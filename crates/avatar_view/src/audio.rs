//! Switchable audio listener.
//!
//! Bevy's spatial audio uses whichever entity carries a [`SpatialListener`], so
//! "disabling" a listener means removing that component. [`AudioListener`]
//! marks the entity as a listener while it is switched off.

use crate::settings::AvatarViewSettings;
use bevy::prelude::*;

#[derive(Component, Debug, Clone, Copy, PartialEq, Eq, Reflect)]
#[reflect(Component)]
pub struct AudioListener {
    pub enabled: bool,
}

impl Default for AudioListener {
    fn default() -> Self {
        Self { enabled: true }
    }
}

impl AudioListener {
    pub fn disabled() -> Self {
        Self { enabled: false }
    }
}

/// Mirrors [`AudioListener::enabled`] onto the presence of a [`SpatialListener`].
///
/// Removing an `AudioListener` also removes the `SpatialListener` it put there.
pub fn sync_spatial_listeners(
    mut commands: Commands,
    settings: Res<AvatarViewSettings>,
    listeners: Query<(Entity, &AudioListener, Has<SpatialListener>), Changed<AudioListener>>,
    mut removed: RemovedComponents<AudioListener>,
    stray: Query<(), (With<SpatialListener>, Without<AudioListener>)>,
) {
    for (entity, listener, has_spatial) in &listeners {
        match (listener.enabled, has_spatial) {
            (true, false) => {
                commands
                    .entity(entity)
                    .insert(SpatialListener::new(settings.listener_ear_gap));
            }
            (false, true) => {
                commands.entity(entity).remove::<SpatialListener>();
            }
            _ => {}
        }
    }

    for entity in removed.read() {
        if stray.contains(entity) {
            commands.entity(entity).try_remove::<SpatialListener>();
        }
    }
}

/// Enabled listeners in iteration order.
pub fn enabled_listeners<'a>(
    listeners: impl IntoIterator<Item = (Entity, &'a AudioListener)>,
) -> Vec<Entity> {
    listeners
        .into_iter()
        .filter(|(_, listener)| listener.enabled)
        .map(|(entity, _)| entity)
        .collect()
}

/// Reports every enabled listener when more than one is on after a change.
/// Only one listener should hear the scene at a time; this is not enforced.
pub fn detect_multiple_listeners(
    settings: Res<AvatarViewSettings>,
    changed: Query<(), Changed<AudioListener>>,
    listeners: Query<(Entity, &AudioListener)>,
) -> Option<Vec<Entity>> {
    if !settings.warn_multiple_listeners || changed.is_empty() {
        return None;
    }

    let enabled = enabled_listeners(&listeners);
    (enabled.len() > 1).then_some(enabled)
}

pub fn warn_multiple_listeners(In(enabled): In<Option<Vec<Entity>>>) {
    if let Some(enabled) = enabled {
        warn!(
            "{} audio listeners are enabled at once: {:?}",
            enabled.len(),
            enabled
        );
    }
}
use bevy::prelude::Entity;
use std::path::PathBuf;
use thiserror::Error;

/// Reasons an avatar could not be presented.
#[derive(Debug, Clone, PartialEq, Eq, Error)]
pub enum PresentationError {
    #[error("avatar {avatar} has no camera in its hierarchy")]
    MissingCamera { avatar: Entity },
    #[error("avatar {avatar} has no audio listener in its hierarchy")]
    MissingAudioListener { avatar: Entity },
}

impl PresentationError {
    pub fn avatar(&self) -> Entity {
        match self {
            Self::MissingCamera { avatar } | Self::MissingAudioListener { avatar } => *avatar,
        }
    }
}

#[derive(Debug, Error)]
pub enum SettingsError {
    #[error("failed to read settings file {path}")]
    Io {
        path: PathBuf,
        #[source]
        source: std::io::Error,
    },
    #[error("failed to parse settings file {path}")]
    Parse {
        path: PathBuf,
        #[source]
        source: ron::error::SpannedError,
    },
}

Aim of the task: Please make the answer a complete, exact reproduction of the records.

Written response:
filename crates/avatar_view/src/audio.rs
//! Switchable audio listener.
//!
//! Bevy's spatial audio uses whichever entity carries a [`SpatialListener`], so
//! "disabling" a listener means removing that component. [`AudioListener`]
//! marks the entity as a listener while it is switched off.

use crate::settings::AvatarViewSettings;
use bevy::prelude::*;

#[derive(Component, Debug, Clone, Copy, PartialEq, Eq, Reflect)]
#[reflect(Component)]
pub struct AudioListener {
    pub enabled: bool,
}

impl Default for AudioListener {
    fn default() -> Self {
        Self { enabled: true }
    }
}

impl AudioListener {
    pub fn disabled() -> Self {
        Self { enabled: false }
    }
}

/// Mirrors [`AudioListener::enabled`] onto the presence of a [`SpatialListener`].
///
/// Removing an `AudioListener` also removes the `SpatialListener` it put there.
pub fn sync_spatial_listeners(
    mut commands: Commands,
    settings: Res<AvatarViewSettings>,
    listeners: Query<(Entity, &AudioListener, Has<SpatialListener>), Changed<AudioListener>>,
    mut removed: RemovedComponents<AudioListener>,
    stray: Query<(), (With<SpatialListener>, Without<AudioListener>)>,
) {
    for (entity, listener, has_spatial) in &listeners {
        match (listener.enabled, has_spatial) {
            (true, false) => {
                commands
                    .entity(entity)
                    .insert(SpatialListener::new(settings.listener_ear_gap));
            }
            (false, true) => {
                commands.entity(entity).remove::<SpatialListener>();
            }
            _ => {}
        }
    }

    for entity in removed.read() {
        if stray.contains(entity) {
            commands.entity(entity).try_remove::<SpatialListener>();
        }
    }
}

/// Enabled listeners in iteration order.
pub fn enabled_listeners<'a>(
    listeners: impl IntoIterator<Item = (Entity, &'a AudioListener)>,
) -> Vec<Entity> {
    listeners
        .into_iter()
        .filter(|(_, listener)| listener.enabled)
        .map(|(entity, _)| entity)
        .collect()
}

/// Reports every enabled listener when more than one is on after a change.
/// Only one listener should hear the scene at a time; this is not enforced.
pub fn detect_multiple_listeners(
    settings: Res<AvatarViewSettings>,
    changed: Query<(), Changed<AudioListener>>,
    listeners: Query<(Entity, &AudioListener)>,
) -> Option<Vec<Entity>> {
    if !settings.warn_multiple_listeners || changed.is_empty() {
        return None;
    }

    let enabled = enabled_listeners(&listeners);
    (enabled.len() > 1).then_some(enabled)
}

pub fn warn_multiple_listeners(In(enabled): In<Option<Vec<Entity>>>) {
    if let Some(enabled) = enabled {
        warn!(
            "{} audio listeners are enabled at once: {:?}",
            enabled.len(),
            enabled
        );
    }
}
use bevy::prelude::Entity;
use std::path::PathBuf;
use thiserror::Error;

/// Reasons an avatar could not be presented.
#[derive(Debug, Clone, PartialEq, Eq, Error)]
pub enum PresentationError {
    #[error("avatar {avatar} has no camera in its hierarchy")]
    MissingCamera { avatar: Entity },
    #[error("avatar {avatar} has no audio listener in its hierarchy")]
    MissingAudioListener { avatar: Entity },
}

impl PresentationError {
    pub fn avatar(&self) -> Entity {
        match self {
            Self::MissingCamera { avatar } | Self::MissingAudioListener { avatar } => *avatar,
        }
    }
}

#[derive(Debug, Error)]
pub enum SettingsError {
    #[error("failed to read settings file {path}")]
    Io {
        path: PathBuf,
        #[source]
        source: std::io::Error,
    },
    #[error("failed to parse settings file {path}")]
    Parse {
        path: PathBuf,
        #[source]
        source: ron::error::SpannedError,
    },
}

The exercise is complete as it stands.